Home Server – BBS2 Advanced, from Tranquil PC
This was a post I found in my drafts from April. It seemed complete enough so I thought I’d post it.
I’ve finally got around to buying a home server from the guys at Tranquil. If I’m honest, I was a little disappointed with the variety of multi-disk systems available on the market. It seems to be a very small market (understandably I guess) and with most people after Windows Home Server. It appeared to me that there were three major options, one from Acer, a few from HP, and then the Tranquil BBS2. The HPs appear to be great if you intend to use WHS, but not worth the expense if you’re simply going to dispense with the OS and thus the extra features it brings.
It was a tossup between the Acer and the BBS2 for me, and I went with the BBS2 as it had a much faster CPU, more RAM, and an extra HDD slot (5 in total). I upgraded the RAM to 4GB – apparently it’s not user upgradable once it’s been set in the factory, so I thought it was worth the upgrade – and chose the x4 RAID option without the eSATA port. My rationale here is that the reason I’ve got the RAID is to act as my main defense against data loss, and that I’ll rarely do backups onto an external HDD (perhaps bi-monthly depending on how much data has changed, and just the most important stuff). With this in mind I’m hoping that the slow speed of USB 2.0 will suffice.
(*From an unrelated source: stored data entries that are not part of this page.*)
fn delete(pool: &mut CachePool, settings: &Settings, table_name: &str, conditions: IndexMap<String, Case>) -> Result<ActionResult> {
    let auto_commit = pool.auto_commit();
    let n = table_branch(pool, settings, table_name)?.delete_rows(&conditions, auto_commit)?;
    Ok(ActionResult::RowsAffected(n))
}

fn search(
    pool: &mut CachePool,
    settings: &Settings,
    table_name: &str,
    fields: &[String],
    conditions: IndexMap<String, Case>,
    desc: bool,
) -> Result<ActionResult> {
    let auto_commit = pool.auto_commit();
    let rows = table_branch(pool, settings, table_name)?.search_rows(fields, &conditions, desc, auto_commit)?;
    Ok(ActionResult::Rows(rows))
}

fn create_procedure(pool: &mut CachePool, name: &str, params: Vec<String>, statements: Vec<String>) -> Result<ActionResult> {
    let branch = current_branch(pool)?;
    branch.record.create_procedure(name, ProcedureDef { params, statements })?;
    branch.record.commit()?;
    Ok(ActionResult::Message(format!("Procedure {} created.", name)))
}

fn drop_procedure(pool: &mut CachePool, name: &str) -> Result<ActionResult> {
    let branch = current_branch(pool)?;
    branch.record.delete_procedure(name)?;
    branch.record.commit()?;
    Ok(ActionResult::Message(format!("Procedure {} dropped.", name)))
}

fn call_procedure(pool: &mut CachePool, settings: &Settings, name: &str, args: Vec<String>) -> Result<ActionResult> {
    let (params, statements) = {
        let branch = current_branch(pool)?;
        let def = branch.record.get_procedure(name)?;
        (def.params.clone(), def.statements.clone())
    };
    if params.len() != args.len() {
        return Err(DbError::Parse(format!(
            "{} expects {} argument(s), got {}",
            name,
            params.len(),
            args.len()
        )));
    }

    let mut last = ActionResult::Unit;
    for statement in statements {
        let substituted = substitute_params(&statement, &params, &args);
        let action = crate::parser::parse_statement(&substituted).map_err(|e| {
            error!("{}: procedure statement failed to parse: {}", name, e);
            e
        })?;
        last = execute_action(pool, settings, action).map_err(|e| {
            error!("{}: procedure statement failed: {}", name, e);
            e
        })?;
    }
    Ok(last)
}

/// Quotes non-numeric arguments so the substituted text still
/// re-tokenizes as a value where the placeholder stood (numbers are
/// left bare so they remain numeric literals, not strings).
fn substitute_params(statement: &str, params: &[String], args: &[String]) -> String {
    let mut out = statement.to_string();
    for (param, arg) in params.iter().zip(args.iter()) {
        let replacement = if arg.parse::<f64>().is_ok() { arg.clone() } else { format!("'{}'", arg) };
        out = out.replace(param, &replacement);
    }
    out
}

#[cfg(test)]
mod tests {
    use super::*;
    use crate::field::FieldType;

    fn new_engine() -> (tempfile::TempDir, Engine) {
        let dir = tempfile::tempdir().unwrap();
        let engine = Engine::bootstrap(dir.path().to_path_buf()).unwrap();
        (dir, engine)
    }

    fn id_column() -> ColumnDef {
        ColumnDef {
            name: "id".to_string(),
            ty: FieldType::Int,
            constraints: FieldConstraints::PRIMARY | FieldConstraints::AUTO_INCREMENT,
            default: FieldValue::Null,
        }
    }

    #[test]
    fn full_lifecycle_create_use_insert_search() {
        let (_dir, mut engine) = new_engine();
        engine.dispatch(Action::CreateDatabase { name: "shop".into() }).unwrap();
        engine.dispatch(Action::Use { name: "shop".into() }).unwrap();
        engine
            .dispatch(Action::CreateTable {
                name: "items".into(),
                columns: vec![
                    id_column(),
                    ColumnDef {
                        name: "name".into(),
                        ty: FieldType::Text,
                        constraints: FieldConstraints::empty(),
                        default: FieldValue::Null,
                    },
                ],
            })
            .unwrap();

        engine
            .dispatch(Action::Insert {
                table: "items".into(),
                columns: Some(vec!["name".into()]),
                values: vec![FieldValue::Text("widget".into())],
            })
            .unwrap();

        let result = engine
            .dispatch(Action::Search {
                table: "items".into(),
                fields: Vec::new(),
                conditions: IndexMap::new(),
                desc: false,
            })
            .unwrap();
        match result {
            ActionResult::Rows(rows) => assert_eq!(rows.len(), 1),
            other => panic!("expected rows, got {:?}", other),
        }
    }

    #[test]
    fn transaction_rollback_discards_writes() {
        let (_dir, mut engine) = new_engine();
        engine.dispatch(Action::CreateDatabase { name: "shop".into() }).unwrap();
        engine.dispatch(Action::Use { name: "shop".into() }).unwrap();
        engine
            .dispatch(Action::CreateTable { name: "items".into(), columns: vec![id_column()] })
            .unwrap();

        engine.dispatch(Action::Begin).unwrap();
        engine.dispatch(Action::Insert { table: "items".into(), columns: None, values: Vec::new() }).unwrap();
        engine.dispatch(Action::Rollback).unwrap();

        let result = engine
            .dispatch(Action::Search {
                table: "items".into(),
                fields: Vec::new(),
                conditions: IndexMap::new(),
                desc: false,
            })
            .unwrap();
        match result {
            ActionResult::Rows(rows) => assert_eq!(rows.len(), 0),
            other => panic!("expected rows, got {:?}", other),
        }
    }

    #[test]
    fn transaction_worker_runs_queued_statements_and_stops_after_failure() {
        let (_dir, mut engine) = new_engine();
        engine.dispatch(Action::CreateDatabase { name: "shop".into() }).unwrap();
        engine.dispatch(Action::Use { name: "shop".into() }).unwrap();
        engine
            .dispatch(Action::CreateTable { name: "items".into(), columns: vec![id_column()] })
            .unwrap();

        engine.execute_statement("BEGIN").unwrap();
        engine.execute_statement("INSERT INTO items VALUES (1)").unwrap();
        let failure = engine.execute_statement("INSERT INTO missing VALUES (1)");
        assert!(failure.is_err());
        let after_failure = engine.execute_statement("INSERT INTO items VALUES (2)");
        assert!(after_failure.is_err(), "worker should stop consuming after the first failure");
        engine.execute_statement("COMMIT").unwrap();

        let result = engine
            .dispatch(Action::Search {
                table: "items".into(),
                fields: Vec::new(),
                conditions: IndexMap::new(),
                desc: false,
            })
            .unwrap();
        match result {
            ActionResult::Rows(rows) => assert_eq!(rows.len(), 1),
            other => panic!("expected rows, got {:?}", other),
        }
    }
}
I’m going to use RAID5, as I like the combination of striping and redundancy. I also like the fact that the system can continue through a disk failure (at reduced speed, but with all the data available), and the fact you can hot-swap disks in and out, should you have a failure. The downsides to RAID5 are reduced writing speed, and the simple fact that your data is spread across multiple devices, so in the case of failure and you want to get at your data somehow, it’s not possible to just wack one of the hard drives in another system and grab the data like it would be for RAID1 (mirroring).
Having read a number of opinions on how to setup your RAID, I decided that despite having a fake-hardware RAID board in the BBS2, I’d instead use Ubuntu’s Software RAID. Both use the CPU for RAID management, but Ubuntu’s software RAID does not rely on a specific piece of hardware which would need to be sourced if the original were to malfunction. As well as that, Ubuntu officially supports Software RAID, and don’t say good things when it comes to fake-hardware RAID.
I bought four 1TB 64MB cache Caviar Green hard drives from Western Digital, praised for their low power consumption. I intend to put a small HDD in as the system drive at some point, and use all four 1TB drives as data disks, but for now I have three for data, and one acting as the system drive. The BBS2, in the configuration I bought, supports x4 HDD RAID, with one non-RAID HDD system drive. I’m hoping that I’ll be able to grow the RAID array when it comes to adding the forth data disk.
It turned out that one of the drives I received was actually dodgy, and seemed to cause write errors. But once I had that replaced, I went on to successfully setup my system. mdadm is brilliant, and makes setting up RAID really easy.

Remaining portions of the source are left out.